What Are The Benefits Of CSS3’s Experimental Calc() Function?

Keeping up with the latest CSS features can be daunting — just when you’ve got your head around key frames and animations, you find out you can do scaling and translation using 3D acceleration. One such gem available in CSS3 is the “calc” function, which can be used to perform maths operations on various numbers and percentages, without the use of JavaScript.

Image: Kenny Louie / Flickr, licensed under Creative Commons 2.0

It certainly takes CSS in a different direction to the standard, fixed styling you may be used to and one might argue that this sort of functionality is best left in the world of JS, but to have to throw together a quick and dirty JavaScript function just to take care of a browser quirk seems overkill, when you could keep it all in your stylesheets.

Six Revision’s Jacob Gube recently had a closer look at calc(), to investigate its potential uses — and pitfalls.
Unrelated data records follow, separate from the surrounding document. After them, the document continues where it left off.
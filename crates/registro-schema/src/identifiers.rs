//! Collision-free human-facing identifiers.
//!
//! Candidates are random; the unique constraint on the identifier column is
//! the final arbiter. [`IdentifierGenerator::insert_with_fresh`] attempts the
//! write with a candidate and, when the constraint on that column rejects it,
//! retries with a fresh one. No window exists between check and write.
//!
//! The lookup-only generators are kept for callers that need a free value
//! without writing it; their result can still collide with a concurrent
//! insert and must be written through a statement that is allowed to fail.

use rand::{Rng, rngs::OsRng};
use registro_core::{
  Error, QueryResult, Result, Statement, Store,
  ident::{BadgeNumber, IdFamily, NationalId},
};

pub const DEFAULT_MAX_ATTEMPTS: u32 = 1_000;

// ─── Candidate sources ───────────────────────────────────────────────────────

/// Produces identifier candidates in the current format of each family.
pub trait CandidateSource: Send + Sync {
  fn candidate(&self, family: IdFamily) -> String;
}

/// Uniform random digits from the operating system RNG.
#[derive(Debug, Clone, Copy, Default)]
pub struct RandomCandidates;

impl CandidateSource for RandomCandidates {
  fn candidate(&self, family: IdFamily) -> String {
    let n: u32 = match family {
      // 7 or 8 digits, no leading zero.
      IdFamily::GuardianNationalId => OsRng.gen_range(1_000_000..100_000_000),
      IdFamily::StudentBadge => OsRng.gen_range(100_000..1_000_000),
    };
    n.to_string()
  }
}

impl<F> CandidateSource for F
where
  F: Fn(IdFamily) -> String + Send + Sync,
{
  fn candidate(&self, family: IdFamily) -> String { self(family) }
}

// ─── Generator ───────────────────────────────────────────────────────────────

pub struct IdentifierGenerator<C = RandomCandidates> {
  source:       C,
  max_attempts: u32,
}

impl Default for IdentifierGenerator {
  fn default() -> Self { Self::new(RandomCandidates, DEFAULT_MAX_ATTEMPTS) }
}

impl<C: CandidateSource> IdentifierGenerator<C> {
  pub fn new(source: C, max_attempts: u32) -> Self {
    Self { source, max_attempts: max_attempts.max(1) }
  }

  pub fn max_attempts(&self) -> u32 { self.max_attempts }

  fn draw(&self, family: IdFamily) -> Result<String> {
    let candidate = self.source.candidate(family);
    if family.matches(&candidate) {
      Ok(candidate)
    } else {
      Err(Error::InvalidIdentifier { family, value: candidate })
    }
  }

  /// A national ID not currently held by any guardian.
  pub async fn generate_guardian_national_id<S: Store>(&self, store: &S) -> Result<NationalId> {
    let value = self.first_free(store, IdFamily::GuardianNationalId).await?;
    value.parse()
  }

  /// A badge number not currently held by any student.
  pub async fn generate_student_badge<S: Store>(&self, store: &S) -> Result<BadgeNumber> {
    let value = self.first_free(store, IdFamily::StudentBadge).await?;
    value.parse()
  }

  async fn first_free<S: Store>(&self, store: &S, family: IdFamily) -> Result<String> {
    let lookup = format!(
      "SELECT 1 AS taken FROM {} WHERE {} = $1",
      family.table(),
      family.column()
    );
    for attempt in 1..=self.max_attempts {
      let candidate = self.draw(family)?;
      let taken = store
        .execute(Statement::new(lookup.as_str()).bind(candidate.as_str()))
        .await?;
      if taken.is_empty() {
        return Ok(candidate);
      }
      tracing::debug!(%family, attempt, "candidate already taken");
    }
    Err(Error::IdentifierExhausted { family, attempts: self.max_attempts })
  }

  /// Execute the statement built from a fresh candidate, retrying with
  /// another candidate whenever the unique constraint on the family's column
  /// rejects it. Any other failure, including other unique violations, is
  /// returned as is.
  pub async fn insert_with_fresh<S, F>(
    &self,
    store: &S,
    family: IdFamily,
    build: F,
  ) -> Result<(String, QueryResult)>
  where
    S: Store,
    F: Fn(&str) -> Statement + Send + Sync,
  {
    let dialect = store.dialect();
    for attempt in 1..=self.max_attempts {
      let candidate = self.draw(family)?;
      match store.execute(build(&candidate)).await {
        Ok(result) => return Ok((candidate, result)),
        Err(Error::UniqueViolation(db))
          if dialect.unique_violation_on(&db, family.table(), family.column()) =>
        {
          tracing::debug!(%family, attempt, "identifier collision, retrying");
        }
        Err(e) => return Err(e),
      }
    }
    tracing::warn!(%family, attempts = self.max_attempts, "identifier space exhausted");
    Err(Error::IdentifierExhausted { family, attempts: self.max_attempts })
  }

  /// Give the existing row `row_id` a fresh identifier of `family`.
  pub async fn assign<S: Store>(&self, store: &S, family: IdFamily, row_id: i64) -> Result<String> {
    let update = format!(
      "UPDATE {} SET {} = $1 WHERE id = $2",
      family.table(),
      family.column()
    );
    let (value, _) = self
      .insert_with_fresh(store, family, |candidate| {
        Statement::new(update.as_str()).bind(candidate).bind(row_id)
      })
      .await?;
    Ok(value)
  }
}

#[cfg(test)]
mod tests {
  use registro_core::ident::{is_badge_number, is_national_id};

  use super::*;

  #[test]
  fn random_candidates_match_their_format() {
    let source = RandomCandidates;
    for _ in 0..2_000 {
      assert!(is_national_id(&source.candidate(IdFamily::GuardianNationalId)));
      assert!(is_badge_number(&source.candidate(IdFamily::StudentBadge)));
    }
  }

  #[test]
  fn off_format_candidates_are_refused() {
    let ids = IdentifierGenerator::new(|_: IdFamily| "12ab".to_owned(), 3);
    assert!(matches!(
      ids.draw(IdFamily::StudentBadge),
      Err(Error::InvalidIdentifier { .. })
    ));
  }

  #[test]
  fn attempts_never_drop_to_zero() {
    let ids = IdentifierGenerator::new(RandomCandidates, 0);
    assert_eq!(ids.max_attempts(), 1);
    assert_eq!(IdentifierGenerator::default().max_attempts(), DEFAULT_MAX_ATTEMPTS);
  }
}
For example, often when accounting for various devices and browsers, you might need to adjust the horizontal or vertical width of a page. Gube’s example shows how a designer can mix CSS units — pixels and percentages in this case — to provide a fluid design that always knocks out space for a scroll bar, without resorting to JavaScript.

As Gube notes at the end of the article, calc() is not a finalised feature of CSS3, so it’d be premature to rely on it now as it could be dropped from the standard and subsequently, by the likes of Google and Mozilla.